Information below:

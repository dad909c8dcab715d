use proc_macro2::Span;
use quote::ToTokens;
use syn::{Ident, Type};

use super::{EqChoice, FormatChoice, ParseChoice};

/// Types whose size is known without asking the compiler.
#[derive(Debug, Clone, Copy, PartialEq, Eq)]
pub enum PrimitiveType {
    U8,
    U16,
    U32,
    U64,
    U128,
    I8,
    I16,
    I32,
    I64,
    I128,
    Bool,
    Char,
    F32,
    F64,
}

impl PrimitiveType {
    pub fn from_ident(ident: &Ident) -> Option<Self> {
        let out = match ident.to_string().as_str() {
            "u8" => Self::U8,
            "u16" => Self::U16,
            "u32" => Self::U32,
            "u64" => Self::U64,
            "u128" => Self::U128,
            "i8" => Self::I8,
            "i16" => Self::I16,
            "i32" => Self::I32,
            "i64" => Self::I64,
            "i128" => Self::I128,
            "bool" => Self::Bool,
            "char" => Self::Char,
            "f32" => Self::F32,
            "f64" => Self::F64,
            _ => return None,
        };
        Some(out)
    }

    pub fn size(self) -> usize {
        match self {
            Self::U8 | Self::I8 | Self::Bool => 1,
            Self::U16 | Self::I16 => 2,
            Self::U32 | Self::I32 | Self::Char | Self::F32 => 4,
            Self::U64 | Self::I64 | Self::F64 => 8,
            Self::U128 | Self::I128 => 16,
        }
    }

    pub fn is_signed(self) -> bool {
        matches!(
            self,
            Self::I8 | Self::I16 | Self::I32 | Self::I64 | Self::I128
        )
    }
}

/// Heap owning types a payload can never be.
const MANAGED_TYPES: [&str; 12] = [
    "String", "str", "Vec", "VecDeque", "Box", "Rc", "Arc", "Cow", "HashMap", "HashSet", "BTreeMap",
    "BTreeSet",
];

/// Syntactic shape of a kind's payload type.
#[derive(Debug, Clone)]
pub enum PayloadShape {
    Primitive(PrimitiveType),
    Unit,
    Array {
        element: Box<PayloadShape>,
        length: usize,
    },
    Tuple(Vec<PayloadShape>),
    /// `Option<T>`, stored as `T` followed by a one byte has-value flag.
    Nullable(Box<PayloadShape>),
    /// Any other named type. The size has to be provided with `#[kind(size = N)]`.
    Named,
}

impl PayloadShape {
    /// Classifies `ty`, rejecting anything that is not a fixed size value.
    pub fn parse(ty: &Type) -> syn::Result<Self> {
        match ty {
            Type::Paren(inner) => Self::parse(&inner.elem),
            Type::Group(inner) => Self::parse(&inner.elem),
            Type::Tuple(tuple) => {
                if tuple.elems.is_empty() {
                    return Ok(Self::Unit);
                }
                let elements = tuple
                    .elems
                    .iter()
                    .map(Self::parse)
                    .collect::<syn::Result<Vec<_>>>()?;
                Ok(Self::Tuple(elements))
            }
            Type::Array(array) => {
                let element = Self::parse(&array.elem)?;
                let length = match &array.len {
                    syn::Expr::Lit(syn::ExprLit {
                        lit: syn::Lit::Int(int),
                        ..
                    }) => int.base10_parse::<usize>()?,
                    _ => {
                        return Err(syn::Error::new_spanned(
                            &array.len,
                            "array payloads need a literal length",
                        ))
                    }
                };
                Ok(Self::Array {
                    element: Box::new(element),
                    length,
                })
            }
            Type::Path(path) => {
                if path.qself.is_some() {
                    return Ok(Self::Named);
                }
                let Some(last) = path.path.segments.last() else {
                    return Ok(Self::Named);
                };
                let name = last.ident.to_string();
                if MANAGED_TYPES.contains(&name.as_str()) {
                    return Err(syn::Error::new_spanned(
                        ty,
                        format!("`{name}` owns memory elsewhere, payloads must be fixed size value types"),
                    ));
                }
                if path.path.segments.len() == 1 {
                    if let Some(prim) = PrimitiveType::from_ident(&last.ident) {
                        return Ok(Self::Primitive(prim));
                    }
                }
                if name == "Option" {
                    if let syn::PathArguments::AngleBracketed(args) = &last.arguments {
                        if let Some(syn::GenericArgument::Type(inner)) = args.args.first() {
                            let inner = Self::parse(inner)?;
                            if matches!(inner, Self::Nullable(_)) {
                                return Err(syn::Error::new_spanned(
                                    ty,
                                    "nested `Option` payloads are not supported",
                                ));
                            }
                            return Ok(Self::Nullable(Box::new(inner)));
                        }
                    }
                }
                Ok(Self::Named)
            }
            Type::Reference(_) | Type::Ptr(_) | Type::Slice(_) => Err(syn::Error::new_spanned(
                ty,
                "references, pointers and slices can not be payloads, payloads must be fixed size value types",
            )),
            _ => Err(syn::Error::new_spanned(
                ty,
                "unsupported payload type, payloads must be fixed size value types",
            )),
        }
    }

    /// Size in bytes when it can be known from the type's spelling alone.
    pub fn natural_size(&self) -> Option<usize> {
        match self {
            Self::Primitive(prim) => Some(prim.size()),
            Self::Unit => Some(0),
            Self::Array { element, length } => element.natural_size().map(|size| size * length),
            Self::Tuple(elements) => elements
                .iter()
                .map(Self::natural_size)
                .sum::<Option<usize>>(),
            Self::Nullable(inner) => inner.natural_size().map(|size| size + 1),
            Self::Named => None,
        }
    }

    pub fn is_signed(&self) -> bool {
        match self {
            Self::Primitive(prim) => prim.is_signed(),
            Self::Nullable(inner) => inner.is_signed(),
            _ => false,
        }
    }

    pub fn is_nullable(&self) -> bool {
        matches!(self, Self::Nullable(_))
    }

    /// The shape with one level of nullability removed.
    pub fn value_shape(&self) -> &Self {
        match self {
            Self::Nullable(inner) => inner,
            other => other,
        }
    }
}

/// Capability overrides a kind declared with `#[kind(...)]`.
#[derive(Debug, Clone, Default)]
pub struct CapabilityHints {
    pub parse: Option<ParseChoice>,
    pub parse_with: Option<syn::Path>,
    pub format: Option<FormatChoice>,
    pub format_with: Option<syn::Path>,
    pub eq: Option<EqChoice>,
    pub eq_with: Option<syn::Path>,
    pub enumeration: bool,
    pub nested: bool,
}

/// Everything collected about one kind.
#[derive(Debug, Clone)]
pub struct KindVariant {
    /// Kind name, after optional suffix stripping. Also the name of the generated kind enum member.
    pub name: Ident,
    pub display_name: Option<String>,
    /// Original variant name, used for diagnostics.
    pub variant: Ident,
    pub payload: Type,
    pub shape: PayloadShape,
    /// Natural size of the payload in bytes.
    pub payload_size: usize,
    /// Set when the size came from `#[kind(size = N)]` and must be checked by the compiler.
    pub declared_size: Option<usize>,
    pub declared_order: u64,
    pub signed: bool,
    pub hints: CapabilityHints,
    /// Declaration position.
    pub position: usize,
}

impl KindVariant {
    pub fn span(&self) -> Span {
        self.variant.span()
    }

    pub fn name_text(&self) -> String {
        self.name.to_string()
    }

    pub fn display_text(&self) -> String {
        self.display_name
            .clone()
            .unwrap_or_else(|| self.name.to_string())
    }

    /// Used to detect kinds that share a payload type.
    pub fn payload_key(&self) -> String {
        self.payload.to_token_stream().to_string()
    }
}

End of Information.

• [Exercise prompt] Only the lines above that include the word "nested" belong in the answer; copy each one.

• [The answer]
                                    "nested `Option` payloads are not supported",
    pub nested: bool,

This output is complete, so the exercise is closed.